Saved entries:
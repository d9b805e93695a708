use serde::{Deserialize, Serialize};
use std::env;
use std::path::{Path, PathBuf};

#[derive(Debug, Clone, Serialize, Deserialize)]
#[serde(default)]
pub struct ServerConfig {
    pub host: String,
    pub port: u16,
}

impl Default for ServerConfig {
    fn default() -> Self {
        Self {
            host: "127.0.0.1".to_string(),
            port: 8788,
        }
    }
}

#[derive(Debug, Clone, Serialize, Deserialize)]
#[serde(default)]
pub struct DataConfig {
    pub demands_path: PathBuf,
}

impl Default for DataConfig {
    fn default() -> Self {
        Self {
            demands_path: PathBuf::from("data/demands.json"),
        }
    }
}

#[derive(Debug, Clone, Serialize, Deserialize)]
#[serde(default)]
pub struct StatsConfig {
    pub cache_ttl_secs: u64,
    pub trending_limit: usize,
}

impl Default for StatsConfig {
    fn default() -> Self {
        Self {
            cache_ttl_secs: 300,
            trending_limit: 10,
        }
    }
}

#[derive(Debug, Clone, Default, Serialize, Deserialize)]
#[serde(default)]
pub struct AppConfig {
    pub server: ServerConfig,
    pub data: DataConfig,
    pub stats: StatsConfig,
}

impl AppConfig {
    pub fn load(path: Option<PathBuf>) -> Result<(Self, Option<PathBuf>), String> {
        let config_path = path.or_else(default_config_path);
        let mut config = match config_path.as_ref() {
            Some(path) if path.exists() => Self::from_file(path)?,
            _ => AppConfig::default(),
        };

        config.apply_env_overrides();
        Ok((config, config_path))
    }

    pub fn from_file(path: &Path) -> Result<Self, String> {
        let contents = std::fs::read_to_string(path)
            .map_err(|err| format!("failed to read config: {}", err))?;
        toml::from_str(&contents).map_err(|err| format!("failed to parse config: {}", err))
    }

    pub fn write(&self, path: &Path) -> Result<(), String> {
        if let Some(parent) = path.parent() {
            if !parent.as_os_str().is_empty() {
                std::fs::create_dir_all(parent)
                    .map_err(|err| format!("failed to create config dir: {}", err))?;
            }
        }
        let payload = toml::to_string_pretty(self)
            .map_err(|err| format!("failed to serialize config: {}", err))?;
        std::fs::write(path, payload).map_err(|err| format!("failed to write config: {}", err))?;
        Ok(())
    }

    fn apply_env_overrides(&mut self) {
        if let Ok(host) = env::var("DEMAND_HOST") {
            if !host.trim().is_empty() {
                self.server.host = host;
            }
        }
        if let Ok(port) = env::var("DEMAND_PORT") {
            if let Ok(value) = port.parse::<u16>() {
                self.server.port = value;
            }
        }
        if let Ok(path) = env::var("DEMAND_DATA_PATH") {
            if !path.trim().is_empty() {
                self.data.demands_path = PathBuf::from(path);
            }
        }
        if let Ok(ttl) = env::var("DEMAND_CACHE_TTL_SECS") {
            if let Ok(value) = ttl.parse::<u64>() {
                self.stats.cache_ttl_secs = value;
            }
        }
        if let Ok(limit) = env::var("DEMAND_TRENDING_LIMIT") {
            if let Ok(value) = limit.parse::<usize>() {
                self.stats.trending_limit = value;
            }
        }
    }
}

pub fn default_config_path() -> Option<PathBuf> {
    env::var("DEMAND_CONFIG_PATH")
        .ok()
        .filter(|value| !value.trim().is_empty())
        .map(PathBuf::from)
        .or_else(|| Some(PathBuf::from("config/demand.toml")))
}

• [Problem details]
Nothing should appear in the answer except the lines from the one with "self.data.demands_path = PathBuf::from(path);" through the final line of the records, written exactly.

• [Written answer]
                self.data.demands_path = PathBuf::from(path);
            }
        }
        if let Ok(ttl) = env::var("DEMAND_CACHE_TTL_SECS") {
            if let Ok(value) = ttl.parse::<u64>() {
                self.stats.cache_ttl_secs = value;
            }
        }
        if let Ok(limit) = env::var("DEMAND_TRENDING_LIMIT") {
            if let Ok(value) = limit.parse::<usize>() {
                self.stats.trending_limit = value;
            }
        }
    }
}

pub fn default_config_path() -> Option<PathBuf> {
    env::var("DEMAND_CONFIG_PATH")
        .ok()
        .filter(|value| !value.trim().is_empty())
        .map(PathBuf::from)
        .or_else(|| Some(PathBuf::from("config/demand.toml")))
}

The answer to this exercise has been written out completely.